[WHAT YOU WILL DO]: Each record that follows should be reproduced in full, character for character.

[Stored data]:
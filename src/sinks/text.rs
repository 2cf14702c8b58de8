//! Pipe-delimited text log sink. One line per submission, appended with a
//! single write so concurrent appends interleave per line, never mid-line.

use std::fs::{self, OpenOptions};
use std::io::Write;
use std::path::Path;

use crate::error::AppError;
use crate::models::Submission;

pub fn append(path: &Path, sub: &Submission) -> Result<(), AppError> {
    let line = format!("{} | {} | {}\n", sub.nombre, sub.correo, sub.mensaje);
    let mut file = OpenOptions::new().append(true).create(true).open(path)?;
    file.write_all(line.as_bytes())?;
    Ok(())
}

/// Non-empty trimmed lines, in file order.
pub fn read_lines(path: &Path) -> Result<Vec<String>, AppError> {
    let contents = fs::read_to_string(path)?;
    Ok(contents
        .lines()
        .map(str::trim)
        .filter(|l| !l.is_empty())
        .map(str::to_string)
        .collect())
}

[SOLUTION TO THIS PROBLEM]:
filename src/sinks/text.rs
repository 2cf14702c8b58de8
//! Pipe-delimited text log sink. One line per submission, appended with a
//! single write so concurrent appends interleave per line, never mid-line.

use std::fs::{self, OpenOptions};
use std::io::Write;
use std::path::Path;

use crate::error::AppError;
use crate::models::Submission;

pub fn append(path: &Path, sub: &Submission) -> Result<(), AppError> {
    let line = format!("{} | {} | {}\n", sub.nombre, sub.correo, sub.mensaje);
    let mut file = OpenOptions::new().append(true).create(true).open(path)?;
    file.write_all(line.as_bytes())?;
    Ok(())
}

/// Non-empty trimmed lines, in file order.
pub fn read_lines(path: &Path) -> Result<Vec<String>, AppError> {
    let contents = fs::read_to_string(path)?;
    Ok(contents
        .lines()
        .map(str::trim)
        .filter(|l| !l.is_empty())
        .map(str::to_string)
        .collect())
}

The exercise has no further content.